Luiz Carlos Trabuco will become chairman of the board of Bradesco

After a career spanning more than 7 decades, one of the oldest active bankers in the world will be retiring in the next couple weeks. Lazaro Brandao has been with Bradesco, one of the largest banks in Brazil, since the age of just 16. He joined the firm in 1943, the year that it was founded, as a bank teller and worked his way up through the ranks, eventually becoming CEO in 1981.

Luiz Carlos Trabuco, one of the few people who has worked at Bradesco nearly as long as Brandao, has been slated to take over as the chairman of the board of directors. Trabuco has the full support of Brandao, who says that his retirement was solely his decision and was done for the continuity of the company.

Trabuco has overseen a tumultuous decade as CEO of the firm, having overseen a tremendous decline in the company’s stock price and fortunes but also having redeemed himself in the eyes of shareholders with the 2015 acquisition of HSBC Brazil. Between the time that Trabuco took over the firm and the middle of 2015, the bank’s stock price plummeted by nearly 80 percent. Trabuco, an inveterate banker who is widely respected among his peers, was on the verge of losing his job.

But then, in late 2015, he announced that Bradesco would acquire HSBC Brazil for $5.2 billion in an all-cash deal. The news immediately sent the stock price soaring. The stock never stopped going up and is now trading at more than 2.5 times its 2015 lows.

Brandao himself has said that he is fully confident that Trabuco possesses all of the necessary traits to make a good chairman of the board. The announcement of Trabuco as the successor of the long-time chairman Brandao did not come as a surprise to many. They had long known that Brandao would retire, and Trabuco had already been granted various extensions of his tenure in order to see the integration of all of HSBC Brazil’s systems and businesses into the larger corporate structure of Bradesco. In fact, Bradesco’s own governance laws state that no one may serve as CEO past the age of 65. However, Brandao personally granted Trabuco multiple waivers in order for the CEO to continue his work on the HSBC acquisition deal and see it through to a successful resolution.

What comes next?

Trabuco himself will be responsible for appointing his successor, as is required by the corporate bylaws. Although Trabuco himself has been coy about who he will choose to replace him, he has assured the press that the new CEO will be chosen from within the ranks of the company, a tradition long adhered to by the company’s upper management.

Although there are at least seven potential names of people who are in a qualified position to take over the helm of Brazil’s largest bank, the name of Mauricio Minas seems to be the one at the forefront.
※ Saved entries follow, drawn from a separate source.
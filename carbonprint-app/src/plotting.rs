//! Pie and bar charts of an emission breakdown.

use anyhow::Result;
use carbonprint_schemas::{category::Category, result::EmissionBreakdown};
use plotters::element::Pie;
use plotters::prelude::*;
use std::path::{Path, PathBuf};
use tracing::warn;

const CATEGORY_COLORS: [RGBColor; Category::COUNT] = [
    RGBColor(31, 119, 180),
    RGBColor(255, 127, 14),
    RGBColor(44, 160, 44),
    RGBColor(214, 39, 40),
    RGBColor(148, 103, 189),
    RGBColor(140, 86, 75),
    RGBColor(227, 119, 194),
];

/// Paths of the charts written for one result.
#[derive(Debug, Clone, Default)]
pub struct ChartFiles {
    pub pie: Option<PathBuf>,
    pub bar: Option<PathBuf>,
}

/// Each category's share of the total, in percent. All zeros when the total is zero.
pub fn shares_percent(breakdown: &EmissionBreakdown) -> [f64; Category::COUNT] {
    let total = breakdown.total();
    if total <= 0.0 {
        return [0.0; Category::COUNT];
    }
    breakdown.values().map(|v| v / total * 100.0)
}

fn bar_axis_max(breakdown: &EmissionBreakdown) -> f64 {
    let max = breakdown.values().iter().cloned().fold(0.0, f64::max);
    if max > 0.0 {
        max * 1.2
    } else {
        1.0
    }
}

/// Writes both charts into `output_dir`. A chart that cannot be drawn is skipped with a warning.
pub fn generate_all_plots(output_dir: &Path, breakdown: &EmissionBreakdown) -> ChartFiles {
    println!("[Plotting] Generating charts from the emission breakdown...");

    let pie_path = output_dir.join("pie_chart.png");
    let pie = match plot_breakdown_pie(&pie_path, breakdown) {
        Ok(true) => Some(pie_path),
        Ok(false) => None,
        Err(e) => {
            warn!(error = %e, "failed to draw pie chart");
            None
        }
    };

    let bar_path = output_dir.join("bar_chart.png");
    let bar = match plot_breakdown_bars(&bar_path, breakdown) {
        Ok(()) => Some(bar_path),
        Err(e) => {
            warn!(error = %e, "failed to draw bar chart");
            None
        }
    };

    ChartFiles { pie, bar }
}

/// Draws the share of each category. Returns `false` when there is nothing to draw.
fn plot_breakdown_pie(path: &Path, breakdown: &EmissionBreakdown) -> Result<bool> {
    if breakdown.total() <= 0.0 {
        println!("[Plotting] Warning: total emissions are zero, skipping pie chart.");
        return Ok(false);
    }

    let root = BitMapBackend::new(path, (800, 800)).into_drawing_area();
    root.fill(&WHITE)?;
    let root = root.titled("Emissions by Category", ("sans-serif", 40))?;

    let dims = root.dim_in_pixel();
    let center = (dims.0 as i32 / 2, dims.1 as i32 / 2);
    let radius = f64::from(dims.0.min(dims.1)) * 0.35;

    // Zero slices would only stack their labels on top of each other.
    let mut sizes = Vec::new();
    let mut colors = Vec::new();
    let mut labels = Vec::new();
    for (category, tonnes) in breakdown.iter() {
        if tonnes > 0.0 {
            sizes.push(tonnes);
            colors.push(CATEGORY_COLORS[category.index()]);
            labels.push(category.label());
        }
    }

    let mut pie = Pie::new(&center, &radius, &sizes, &colors, &labels);
    pie.start_angle(90.0);
    pie.label_style(("sans-serif", 20).into_font().color(&BLACK));
    pie.percentages(("sans-serif", radius * 0.08).into_font().color(&WHITE));
    root.draw(&pie)?;

    root.present()?;
    Ok(true)
}

fn plot_breakdown_bars(path: &Path, breakdown: &EmissionBreakdown) -> Result<()> {
    let root = BitMapBackend::new(path, (1024, 640)).into_drawing_area();
    root.fill(&WHITE)?;

    let last_index = (Category::COUNT - 1) as u32;
    let mut chart = ChartBuilder::on(&root)
        .caption("Annual Emissions by Category", ("sans-serif", 40).into_font())
        .margin(10)
        .x_label_area_size(40)
        .y_label_area_size(60)
        .build_cartesian_2d((0u32..last_index).into_segmented(), 0f64..bar_axis_max(breakdown))?;

    chart
        .configure_mesh()
        .disable_x_mesh()
        .x_labels(Category::COUNT)
        .x_label_formatter(&|segment| match segment {
            SegmentValue::CenterOf(i) => Category::ALL
                .get(*i as usize)
                .map(|c| c.label().to_string())
                .unwrap_or_default(),
            _ => String::new(),
        })
        .x_desc("Category")
        .y_desc("Tonnes CO2")
        .draw()?;

    chart.draw_series(
        Histogram::vertical(&chart)
            .style(RGBColor(0, 0, 139).filled())
            .margin(12)
            .data(breakdown.iter().map(|(c, tonnes)| (c.index() as u32, tonnes))),
    )?;

    root.present()?;
    Ok(())
}
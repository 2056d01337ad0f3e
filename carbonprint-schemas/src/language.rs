use crate::key::UnknownKey;
use serde::{Deserialize, Serialize};
use std::str::FromStr;

#[derive(Debug, Clone, Copy, PartialEq, Eq, Hash, Default, Serialize, Deserialize)]
#[serde(rename_all = "snake_case")]
pub enum Language {
    #[default]
    English,
    Indonesian,
}

impl Language {
    pub fn display_name(&self) -> &'static str {
        match self {
            Language::English => "English",
            Language::Indonesian => "Bahasa Indonesia",
        }
    }
}

impl FromStr for Language {
    type Err = UnknownKey;

    fn from_str(s: &str) -> Result<Self, Self::Err> {
        match s.trim().to_ascii_lowercase().as_str() {
            "en" | "english" => Ok(Language::English),
            "id" | "bahasa" | "indonesian" | "bahasa indonesia" => Ok(Language::Indonesian),
            _ => Err(UnknownKey::new("language", s)),
        }
    }
}

#[cfg(test)]
mod tests {
    use super::*;

    #[test]
    fn accepts_codes_and_names() {
        assert_eq!("EN".parse::<Language>(), Ok(Language::English));
        assert_eq!("Bahasa Indonesia".parse::<Language>(), Ok(Language::Indonesian));
        assert_eq!("id".parse::<Language>(), Ok(Language::Indonesian));
        assert!("fr".parse::<Language>().is_err());
    }
}
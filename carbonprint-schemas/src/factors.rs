use crate::{
    key::UnknownKey,
    lifestyle::{DietType, TransportMode},
};
use serde::{Deserialize, Serialize};
use std::str::FromStr;

/// Regions with a built-in emission factor table.
#[derive(Debug, Clone, Copy, PartialEq, Eq, Hash, Default, Serialize, Deserialize)]
#[serde(rename_all = "snake_case")]
pub enum Region {
    #[default]
    Indonesia,
}

impl Region {
    pub fn display_name(&self) -> &'static str {
        match self {
            Region::Indonesia => "Indonesia",
        }
    }
}

impl FromStr for Region {
    type Err = UnknownKey;

    fn from_str(s: &str) -> Result<Self, Self::Err> {
        match s.trim().to_ascii_lowercase().as_str() {
            "indonesia" | "id" => Ok(Region::Indonesia),
            _ => Err(UnknownKey::new("region", s)),
        }
    }
}

#[derive(Debug, Clone, Copy, PartialEq, Eq, Hash, Serialize, Deserialize)]
#[serde(rename_all = "snake_case")]
pub enum FlightClass {
    Domestic,
    International,
}

/// kg CO2 per km travelled, one field per `TransportMode`.
#[derive(Debug, Clone, PartialEq, Serialize, Deserialize)]
#[serde(deny_unknown_fields)]
pub struct TransportFactors {
    pub car: f64,
    pub motorcycle: f64,
    pub bus: f64,
    pub train: f64,
    pub walk_or_bike: f64,
}

impl TransportFactors {
    pub fn get(&self, mode: TransportMode) -> f64 {
        match mode {
            TransportMode::Car => self.car,
            TransportMode::Motorcycle => self.motorcycle,
            TransportMode::Bus => self.bus,
            TransportMode::Train => self.train,
            TransportMode::WalkOrBike => self.walk_or_bike,
        }
    }
}

/// kg CO2 per meal, one field per `DietType`.
#[derive(Debug, Clone, PartialEq, Serialize, Deserialize)]
#[serde(deny_unknown_fields)]
pub struct DietFactors {
    pub meat_heavy: f64,
    pub omnivore: f64,
    pub vegetarian: f64,
    pub vegan: f64,
}

impl DietFactors {
    pub fn get(&self, diet: DietType) -> f64 {
        match diet {
            DietType::MeatHeavy => self.meat_heavy,
            DietType::Omnivore => self.omnivore,
            DietType::Vegetarian => self.vegetarian,
            DietType::Vegan => self.vegan,
        }
    }
}

/// kg CO2 per flight.
#[derive(Debug, Clone, PartialEq, Serialize, Deserialize)]
#[serde(deny_unknown_fields)]
pub struct FlightFactors {
    pub domestic: f64,
    pub international: f64,
}

impl FlightFactors {
    pub fn get(&self, class: FlightClass) -> f64 {
        match class {
            FlightClass::Domestic => self.domestic,
            FlightClass::International => self.international,
        }
    }
}

/// Emission coefficients for one region, in kg CO2 per unit of activity.
#[derive(Debug, Clone, PartialEq, Serialize, Deserialize)]
#[serde(deny_unknown_fields)]
pub struct EmissionFactors {
    pub transportation: TransportFactors,
    /// Per kWh.
    pub electricity: f64,
    pub diet: DietFactors,
    /// Per kg of general waste.
    pub waste: f64,
    pub flights: FlightFactors,
    /// Per kg of plastic waste.
    pub plastic: f64,
    /// Per item of clothing.
    pub clothing: f64,
}

impl EmissionFactors {
    /// Every coefficient paired with a dotted key, for table-wide checks and display.
    pub fn entries(&self) -> Vec<(String, f64)> {
        let mut entries = Vec::with_capacity(16);
        for mode in TransportMode::ALL {
            entries.push((format!("transportation.{}", mode.as_str()), self.transportation.get(mode)));
        }
        entries.push(("electricity".to_string(), self.electricity));
        for diet in DietType::ALL {
            entries.push((format!("diet.{}", diet.as_str()), self.diet.get(diet)));
        }
        entries.push(("waste".to_string(), self.waste));
        entries.push(("flights.domestic".to_string(), self.flights.domestic));
        entries.push(("flights.international".to_string(), self.flights.international));
        entries.push(("plastic".to_string(), self.plastic));
        entries.push(("clothing".to_string(), self.clothing));
        entries
    }
}
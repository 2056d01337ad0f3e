//! Assembles the downloadable report and its companion export files.

use crate::{
    plotting::{self, ChartFiles},
    session::Snapshot,
};
use anyhow::{Context, Result};
use carbonprint_core::locale;
use carbonprint_schemas::user::UserProfile;
use serde::Serialize;
use std::{
    fs,
    path::{Path, PathBuf},
};
use tracing::{info, warn};

#[derive(Debug, Serialize)]
struct BreakdownRow {
    category: &'static str,
    tonnes: f64,
    share_percent: f64,
}

/// Files written for one report.
#[derive(Debug, Clone)]
pub struct ReportFiles {
    pub document: PathBuf,
    pub csv: PathBuf,
    pub json: PathBuf,
}

/// Report file name derived from the user's name, reduced to filesystem-safe characters.
pub fn report_file_name(user: Option<&UserProfile>) -> String {
    let slug: String = user
        .map(|u| u.name.trim())
        .unwrap_or_default()
        .chars()
        .filter_map(|c| match c {
            c if c.is_ascii_alphanumeric() || c == '-' || c == '_' => Some(c),
            ' ' => Some('_'),
            _ => None,
        })
        .collect();
    if slug.is_empty() {
        "carbon_report.md".to_string()
    } else {
        format!("carbon_report_{}.md", slug)
    }
}

fn file_name(path: &Path) -> String {
    path.file_name()
        .map(|n| n.to_string_lossy().into_owned())
        .unwrap_or_else(|| path.display().to_string())
}

/// Renders the report document into a byte buffer.
///
/// `photo` and chart paths are referenced by file name, so the document must sit
/// next to them.
pub fn render_document(
    snapshot: &Snapshot,
    country: &str,
    photo: Option<&Path>,
    charts: &ChartFiles,
) -> Vec<u8> {
    let result = &snapshot.result;
    let language = result.language;
    let h = locale::headings(language);
    let mut doc = String::new();

    doc.push_str(&format!("# {}\n\n", h.title));
    doc.push_str(&format!("_{}_\n\n", snapshot.computed_at.format("%Y-%m-%d %H:%M")));

    doc.push_str(&format!("## {}\n\n", h.user_info));
    match &snapshot.user {
        Some(user) => {
            doc.push_str(&format!("- {}: {}\n", h.name, user.name));
            doc.push_str(&format!("- {}: {}\n", h.age, user.age));
        }
        None => doc.push_str(&format!("- {}: -\n", h.name)),
    }
    doc.push_str(&format!("- {}: {}\n\n", h.country, country));
    if let Some(photo) = photo {
        doc.push_str(&format!("![photo]({})\n\n", file_name(photo)));
    }

    doc.push_str(&format!("## {}\n\n", h.total));
    doc.push_str(&format!("{:.2} {}\n\n", result.total_tonnes, h.tonnes_per_year));

    doc.push_str(&format!("## {}\n\n", h.rating));
    doc.push_str(&format!("{}\n\n", locale::rating_label(result.rating, language)));

    doc.push_str(&format!("## {}\n\n", h.breakdown));
    doc.push_str(&format!(
        "| {} | {} | {} |\n",
        h.category_column, h.tonnes_column, h.share_column
    ));
    doc.push_str("|----------|-----------:|------:|\n");
    let shares = plotting::shares_percent(&result.breakdown);
    for (category, tonnes) in result.breakdown.iter() {
        doc.push_str(&format!(
            "| {} | {:.2} | {:.1}% |\n",
            category,
            tonnes,
            shares[category.index()]
        ));
    }
    doc.push('\n');

    doc.push_str(&format!("## {}\n\n", h.offset));
    doc.push_str(&format!("{}\n\n", result.trees_needed));
    doc.push_str(&format!("_{}_\n\n", h.tree_absorption_note));

    doc.push_str(&format!("## {}: {}\n\n", h.focus, result.dominant_category));
    for tip in &result.recommendations {
        doc.push_str(&format!("- {}\n", tip));
    }
    doc.push('\n');

    if charts.pie.is_some() || charts.bar.is_some() {
        doc.push_str(&format!("## {}\n\n", h.charts));
        for chart in [&charts.pie, &charts.bar].into_iter().flatten() {
            doc.push_str(&format!("![{}]({})\n\n", file_name(chart), file_name(chart)));
        }
    }

    doc.push_str("---\n\n");
    doc.push_str(&format!("_{}_\n", h.disclaimer));

    doc.into_bytes()
}

fn copy_photo(output_dir: &Path, user: Option<&UserProfile>) -> Option<PathBuf> {
    let source = user?.photo.as_ref()?;
    let extension = source
        .extension()
        .map(|e| e.to_string_lossy().into_owned())
        .unwrap_or_else(|| "jpg".to_string());
    let target = output_dir.join(format!("photo.{}", extension));
    match fs::copy(source, &target) {
        Ok(_) => Some(target),
        Err(e) => {
            warn!(photo = %source.display(), error = %e, "could not copy photo, leaving it out of the report");
            None
        }
    }
}

pub fn write_breakdown_csv(path: &Path, snapshot: &Snapshot) -> Result<()> {
    let mut writer = csv::Writer::from_path(path)
        .with_context(|| format!("Failed to create {:?}", path))?;
    let shares = plotting::shares_percent(&snapshot.result.breakdown);
    for (category, tonnes) in snapshot.result.breakdown.iter() {
        writer.serialize(BreakdownRow {
            category: category.label(),
            tonnes,
            share_percent: shares[category.index()],
        })?;
    }
    writer.flush()?;
    Ok(())
}

/// Writes the report document, the breakdown CSV and the raw result JSON into `output_dir`.
pub fn write_bundle(
    output_dir: &Path,
    snapshot: &Snapshot,
    country: &str,
    charts: &ChartFiles,
) -> Result<ReportFiles> {
    let photo = copy_photo(output_dir, snapshot.user.as_ref());
    let document = output_dir.join(report_file_name(snapshot.user.as_ref()));
    let bytes = render_document(snapshot, country, photo.as_deref(), charts);
    fs::write(&document, bytes).with_context(|| format!("Failed to write {:?}", document))?;

    let csv = output_dir.join("breakdown.csv");
    write_breakdown_csv(&csv, snapshot)?;

    let json = output_dir.join("result.json");
    fs::write(&json, snapshot.result.to_json()?)
        .with_context(|| format!("Failed to write {:?}", json))?;

    info!(document = %document.display(), "report written");
    Ok(ReportFiles { document, csv, json })
}
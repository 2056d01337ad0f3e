use carbonprint_schemas::{
    category::Category,
    result::{EmissionBreakdown, Rating},
};

/// Lower bound (inclusive) of the Medium tier, in tonnes CO2 per year.
pub const MEDIUM_THRESHOLD_TONNES: f64 = 3.0;
/// Lower bound (inclusive) of the High tier, in tonnes CO2 per year.
pub const HIGH_THRESHOLD_TONNES: f64 = 7.0;

pub fn rate(total_tonnes: f64) -> Rating {
    if total_tonnes < MEDIUM_THRESHOLD_TONNES {
        Rating::Low
    } else if total_tonnes < HIGH_THRESHOLD_TONNES {
        Rating::Medium
    } else {
        Rating::High
    }
}

/// The category with the largest value. Ties keep the earliest category in declaration order.
pub fn dominant_category(breakdown: &EmissionBreakdown) -> Category {
    let mut best = (Category::ALL[0], breakdown.get(Category::ALL[0]));
    for (category, value) in breakdown.iter().skip(1) {
        if value > best.1 {
            best = (category, value);
        }
    }
    best.0
}

pub fn classify(breakdown: &EmissionBreakdown) -> (Rating, Category) {
    (rate(breakdown.total()), dominant_category(breakdown))
}
use anyhow::Result;
use carbonprint_schemas::language::Language;
use clap::Parser;
use std::path::PathBuf;
use tracing_subscriber::{layer::SubscriberExt, util::SubscriberInitExt, EnvFilter};

mod config;
mod plotting;
mod report;
mod session;
mod submission;
mod workflow;

/// Personal carbon footprint calculator.
#[derive(Debug, Parser)]
#[command(name = "carbonprint", version, about)]
pub struct Cli {
    /// Lifestyle input file (YAML). Form defaults are used when omitted.
    #[arg(long)]
    pub input: Option<PathBuf>,

    /// Emission factor file (YAML) replacing the built-in regional table.
    #[arg(long)]
    pub factors: Option<PathBuf>,

    /// Region whose built-in factor table is used (e.g. indonesia).
    #[arg(long)]
    pub region: Option<String>,

    /// Transport mode replacing the input file's answer (car, motorcycle, bus, train, walk_or_bike).
    #[arg(long)]
    pub transport_mode: Option<String>,

    /// Diet type replacing the input file's answer (meat_heavy, omnivore, vegetarian, vegan).
    #[arg(long)]
    pub diet: Option<String>,

    /// Output language: en or id.
    #[arg(long, default_value = "en")]
    pub language: Language,

    /// Directory for charts and the report. Defaults to data/runs/carbon_<timestamp>.
    #[arg(long)]
    pub output_dir: Option<PathBuf>,

    /// Endpoint receiving a JSON summary of the result.
    #[arg(long, env = "CARBONPRINT_SUBMIT_URL")]
    pub submit_url: Option<String>,

    /// Print the summary only; skip charts and the report document.
    #[arg(long)]
    pub no_report: bool,

    /// Emit logs as JSON lines.
    #[arg(long)]
    pub log_json: bool,
}

fn init_tracing(log_json: bool) {
    let filter = EnvFilter::try_from_default_env().unwrap_or_else(|_| EnvFilter::new("info"));
    if log_json {
        tracing_subscriber::registry()
            .with(filter)
            .with(tracing_subscriber::fmt::layer().json().with_writer(std::io::stderr))
            .init();
    } else {
        tracing_subscriber::registry()
            .with(filter)
            .with(tracing_subscriber::fmt::layer().with_writer(std::io::stderr))
            .init();
    }
}

fn main() -> Result<()> {
    let cli = Cli::parse();
    init_tracing(cli.log_json);

    println!("--- Personal Carbon Footprint Calculator ---");

    let overrides = config::Overrides {
        region: cli.region.clone(),
        transport_mode: cli.transport_mode.clone(),
        diet_type: cli.diet.clone(),
    };
    let run_config =
        config::RunConfig::load(cli.input.as_deref(), cli.factors.as_deref(), &overrides)?;
    workflow::run(&cli, run_config)?;

    Ok(())
}
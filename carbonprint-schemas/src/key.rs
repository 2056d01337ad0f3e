use thiserror::Error;

/// Raised when a text label does not name any variant of one of the fixed enums.
#[derive(Debug, Clone, PartialEq, Eq, Error)]
#[error("unknown {kind} '{value}'")]
pub struct UnknownKey {
    pub kind: &'static str,
    pub value: String,
}

impl UnknownKey {
    pub fn new(kind: &'static str, value: &str) -> Self {
        Self {
            kind,
            value: value.to_string(),
        }
    }
}
use crate::key::UnknownKey;
use serde::{Deserialize, Serialize};
use std::{fmt, str::FromStr};

/// The seven emission categories, in their fixed declaration order.
///
/// The order matters: breakdowns iterate in it and ties for the dominant
/// category are broken by it.
#[derive(Debug, Clone, Copy, PartialEq, Eq, Hash, PartialOrd, Ord, Serialize, Deserialize)]
pub enum Category {
    Transportation,
    Flights,
    Electricity,
    Diet,
    Clothing,
    Plastic,
    Waste,
}

impl Category {
    pub const COUNT: usize = 7;

    pub const ALL: [Category; Category::COUNT] = [
        Category::Transportation,
        Category::Flights,
        Category::Electricity,
        Category::Diet,
        Category::Clothing,
        Category::Plastic,
        Category::Waste,
    ];

    pub fn index(self) -> usize {
        self as usize
    }

    pub fn label(&self) -> &'static str {
        match self {
            Category::Transportation => "Transportation",
            Category::Flights => "Flights",
            Category::Electricity => "Electricity",
            Category::Diet => "Diet",
            Category::Clothing => "Clothing",
            Category::Plastic => "Plastic",
            Category::Waste => "Waste",
        }
    }
}

impl fmt::Display for Category {
    fn fmt(&self, f: &mut fmt::Formatter<'_>) -> fmt::Result {
        f.write_str(self.label())
    }
}

impl FromStr for Category {
    type Err = UnknownKey;

    fn from_str(s: &str) -> Result<Self, Self::Err> {
        Category::ALL
            .into_iter()
            .find(|c| c.label().eq_ignore_ascii_case(s.trim()))
            .ok_or_else(|| UnknownKey::new("category", s))
    }
}

#[cfg(test)]
mod tests {
    use super::*;

    #[test]
    fn index_follows_declaration_order() {
        for (i, category) in Category::ALL.iter().enumerate() {
            assert_eq!(category.index(), i);
        }
    }

    #[test]
    fn labels_parse_back_case_insensitively() {
        assert_eq!("electricity".parse::<Category>(), Ok(Category::Electricity));
        assert_eq!("Waste".parse::<Category>(), Ok(Category::Waste));
        assert!("Heating".parse::<Category>().is_err());
    }
}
Minas is a 58-year-old IT executive who has been responsible for overseeing the integration of all of HSBC Brazil’s technology systems with those of Bradesco. He was also largely responsible for the development and spinoff of the online banking platform Next, which started as an in house project for Bradesco but is now morphing into a major player in the Brazilian banking space in its own right.

At least six other candidates are fully qualified for the position, but those closest to the inner workings of the company say that Trabuco focuses far less on seniority and much more on talent and proven track records. This would make Minas the strong favorite.